▶ [WHAT YOU ARE ASKED TO DO]
Copy each line from the records below in which the word "height" is found.

-=-=-=-=-

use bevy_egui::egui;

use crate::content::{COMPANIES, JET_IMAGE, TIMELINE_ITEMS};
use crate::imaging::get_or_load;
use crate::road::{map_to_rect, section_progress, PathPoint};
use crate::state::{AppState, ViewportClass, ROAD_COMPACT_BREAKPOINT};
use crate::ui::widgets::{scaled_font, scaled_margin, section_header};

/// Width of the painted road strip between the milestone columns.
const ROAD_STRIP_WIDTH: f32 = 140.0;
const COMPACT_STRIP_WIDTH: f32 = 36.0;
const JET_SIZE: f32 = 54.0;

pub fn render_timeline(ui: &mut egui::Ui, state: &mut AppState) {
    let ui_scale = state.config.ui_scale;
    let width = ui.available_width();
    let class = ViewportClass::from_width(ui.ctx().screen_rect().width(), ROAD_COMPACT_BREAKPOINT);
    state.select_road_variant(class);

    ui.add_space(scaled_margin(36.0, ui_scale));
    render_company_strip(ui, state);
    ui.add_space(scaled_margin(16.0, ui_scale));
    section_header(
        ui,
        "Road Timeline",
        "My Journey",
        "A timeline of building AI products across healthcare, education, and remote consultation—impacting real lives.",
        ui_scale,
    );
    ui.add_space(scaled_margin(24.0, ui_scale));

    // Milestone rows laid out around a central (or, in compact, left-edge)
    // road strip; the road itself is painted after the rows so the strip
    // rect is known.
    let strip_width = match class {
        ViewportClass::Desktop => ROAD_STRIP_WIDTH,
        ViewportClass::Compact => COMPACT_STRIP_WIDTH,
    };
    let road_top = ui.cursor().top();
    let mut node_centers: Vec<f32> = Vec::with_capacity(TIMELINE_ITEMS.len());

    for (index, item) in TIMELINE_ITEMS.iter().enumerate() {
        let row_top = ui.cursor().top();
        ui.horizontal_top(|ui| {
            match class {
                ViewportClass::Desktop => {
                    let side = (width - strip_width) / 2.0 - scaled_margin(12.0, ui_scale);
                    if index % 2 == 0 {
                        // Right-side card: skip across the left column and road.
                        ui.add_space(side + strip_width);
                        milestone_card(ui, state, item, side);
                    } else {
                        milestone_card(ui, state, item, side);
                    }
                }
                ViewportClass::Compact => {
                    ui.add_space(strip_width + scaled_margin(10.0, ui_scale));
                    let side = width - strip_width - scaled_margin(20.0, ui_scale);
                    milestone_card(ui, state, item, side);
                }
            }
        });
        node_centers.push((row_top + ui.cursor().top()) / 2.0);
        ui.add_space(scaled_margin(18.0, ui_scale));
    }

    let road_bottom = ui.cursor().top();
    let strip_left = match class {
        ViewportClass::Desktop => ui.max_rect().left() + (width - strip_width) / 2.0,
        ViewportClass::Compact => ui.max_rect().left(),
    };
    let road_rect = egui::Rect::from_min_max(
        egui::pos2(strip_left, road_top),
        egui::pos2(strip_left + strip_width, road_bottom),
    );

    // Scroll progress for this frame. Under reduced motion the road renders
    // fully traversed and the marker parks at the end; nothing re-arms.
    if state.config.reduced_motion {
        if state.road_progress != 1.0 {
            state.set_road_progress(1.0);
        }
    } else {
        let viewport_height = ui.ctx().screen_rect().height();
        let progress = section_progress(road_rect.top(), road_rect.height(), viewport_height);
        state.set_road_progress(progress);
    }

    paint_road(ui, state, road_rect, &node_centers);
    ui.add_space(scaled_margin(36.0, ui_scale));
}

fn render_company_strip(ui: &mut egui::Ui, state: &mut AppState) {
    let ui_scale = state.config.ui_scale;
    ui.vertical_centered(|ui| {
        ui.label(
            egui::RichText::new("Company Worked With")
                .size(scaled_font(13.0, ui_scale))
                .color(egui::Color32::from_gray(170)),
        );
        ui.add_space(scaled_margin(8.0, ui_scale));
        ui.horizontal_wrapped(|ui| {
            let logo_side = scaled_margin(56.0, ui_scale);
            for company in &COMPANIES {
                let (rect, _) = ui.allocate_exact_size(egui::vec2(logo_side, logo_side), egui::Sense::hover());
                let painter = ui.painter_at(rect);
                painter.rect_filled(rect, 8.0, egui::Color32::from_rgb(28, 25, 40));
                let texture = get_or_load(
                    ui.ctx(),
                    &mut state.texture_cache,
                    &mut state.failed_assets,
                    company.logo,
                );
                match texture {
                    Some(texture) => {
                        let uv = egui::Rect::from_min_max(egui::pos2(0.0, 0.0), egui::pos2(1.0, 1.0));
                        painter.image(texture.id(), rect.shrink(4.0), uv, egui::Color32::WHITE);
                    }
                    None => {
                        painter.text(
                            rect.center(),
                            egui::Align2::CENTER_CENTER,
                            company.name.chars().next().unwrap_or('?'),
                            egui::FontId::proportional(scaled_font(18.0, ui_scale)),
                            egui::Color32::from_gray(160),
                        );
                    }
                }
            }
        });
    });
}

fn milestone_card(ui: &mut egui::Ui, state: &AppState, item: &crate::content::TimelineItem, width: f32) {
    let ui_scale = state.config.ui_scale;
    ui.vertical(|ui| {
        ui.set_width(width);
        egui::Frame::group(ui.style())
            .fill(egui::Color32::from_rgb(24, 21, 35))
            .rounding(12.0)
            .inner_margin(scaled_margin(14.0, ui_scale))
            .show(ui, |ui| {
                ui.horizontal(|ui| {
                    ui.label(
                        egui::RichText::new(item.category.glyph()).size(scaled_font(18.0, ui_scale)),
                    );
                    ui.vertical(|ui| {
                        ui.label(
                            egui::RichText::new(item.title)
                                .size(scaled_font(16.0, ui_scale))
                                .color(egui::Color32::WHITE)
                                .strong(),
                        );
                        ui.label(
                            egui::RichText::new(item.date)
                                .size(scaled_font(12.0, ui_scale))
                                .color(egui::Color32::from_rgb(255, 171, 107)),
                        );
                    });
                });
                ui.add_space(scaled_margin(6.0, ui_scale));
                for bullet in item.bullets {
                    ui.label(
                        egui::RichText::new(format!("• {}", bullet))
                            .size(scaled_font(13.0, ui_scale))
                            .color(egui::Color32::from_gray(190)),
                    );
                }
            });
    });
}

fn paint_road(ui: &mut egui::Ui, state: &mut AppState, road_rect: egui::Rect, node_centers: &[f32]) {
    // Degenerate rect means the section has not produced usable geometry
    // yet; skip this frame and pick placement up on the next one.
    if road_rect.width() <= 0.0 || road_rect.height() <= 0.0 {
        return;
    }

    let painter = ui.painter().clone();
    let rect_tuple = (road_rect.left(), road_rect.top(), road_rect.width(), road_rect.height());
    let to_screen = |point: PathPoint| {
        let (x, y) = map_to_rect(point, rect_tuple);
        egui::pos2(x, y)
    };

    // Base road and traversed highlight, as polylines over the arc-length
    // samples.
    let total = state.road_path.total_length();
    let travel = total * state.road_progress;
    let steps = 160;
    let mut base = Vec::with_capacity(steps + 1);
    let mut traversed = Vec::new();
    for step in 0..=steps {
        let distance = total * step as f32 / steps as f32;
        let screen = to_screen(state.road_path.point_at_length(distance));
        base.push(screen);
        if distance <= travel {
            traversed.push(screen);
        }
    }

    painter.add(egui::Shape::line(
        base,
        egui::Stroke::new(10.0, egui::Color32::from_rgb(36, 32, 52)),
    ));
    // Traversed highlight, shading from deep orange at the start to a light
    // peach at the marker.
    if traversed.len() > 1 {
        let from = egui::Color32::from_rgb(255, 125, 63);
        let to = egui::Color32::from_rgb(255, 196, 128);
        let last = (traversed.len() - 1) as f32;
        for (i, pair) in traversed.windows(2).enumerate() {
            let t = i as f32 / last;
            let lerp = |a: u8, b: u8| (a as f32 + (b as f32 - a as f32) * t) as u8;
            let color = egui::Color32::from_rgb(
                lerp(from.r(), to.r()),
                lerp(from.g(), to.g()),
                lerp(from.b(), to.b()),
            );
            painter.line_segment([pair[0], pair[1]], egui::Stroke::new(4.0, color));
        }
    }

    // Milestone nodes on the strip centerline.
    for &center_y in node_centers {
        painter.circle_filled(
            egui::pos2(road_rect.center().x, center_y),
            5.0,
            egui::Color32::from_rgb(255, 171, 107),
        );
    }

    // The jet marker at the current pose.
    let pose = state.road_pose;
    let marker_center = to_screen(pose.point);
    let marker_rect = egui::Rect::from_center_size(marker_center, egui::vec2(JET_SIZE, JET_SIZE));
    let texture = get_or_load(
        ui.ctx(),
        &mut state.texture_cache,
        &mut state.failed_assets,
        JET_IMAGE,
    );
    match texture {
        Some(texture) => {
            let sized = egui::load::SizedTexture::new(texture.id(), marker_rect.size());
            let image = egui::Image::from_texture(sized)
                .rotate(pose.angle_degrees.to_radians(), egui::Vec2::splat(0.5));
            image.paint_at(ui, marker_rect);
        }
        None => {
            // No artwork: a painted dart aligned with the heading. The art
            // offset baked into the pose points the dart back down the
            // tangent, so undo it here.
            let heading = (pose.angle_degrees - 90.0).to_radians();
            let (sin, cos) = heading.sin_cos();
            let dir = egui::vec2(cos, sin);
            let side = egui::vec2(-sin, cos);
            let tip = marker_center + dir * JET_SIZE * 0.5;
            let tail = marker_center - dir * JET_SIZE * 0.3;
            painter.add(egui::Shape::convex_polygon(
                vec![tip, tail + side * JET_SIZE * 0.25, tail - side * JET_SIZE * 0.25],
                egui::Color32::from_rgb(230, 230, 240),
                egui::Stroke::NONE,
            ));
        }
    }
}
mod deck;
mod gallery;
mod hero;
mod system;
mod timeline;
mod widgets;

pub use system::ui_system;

-=-=-=-=-

▶ [RESPONSE TO THIS TASK]
        let viewport_height = ui.ctx().screen_rect().height();
        let progress = section_progress(road_rect.top(), road_rect.height(), viewport_height);
    if road_rect.width() <= 0.0 || road_rect.height() <= 0.0 {
    let rect_tuple = (road_rect.left(), road_rect.top(), road_rect.width(), road_rect.height());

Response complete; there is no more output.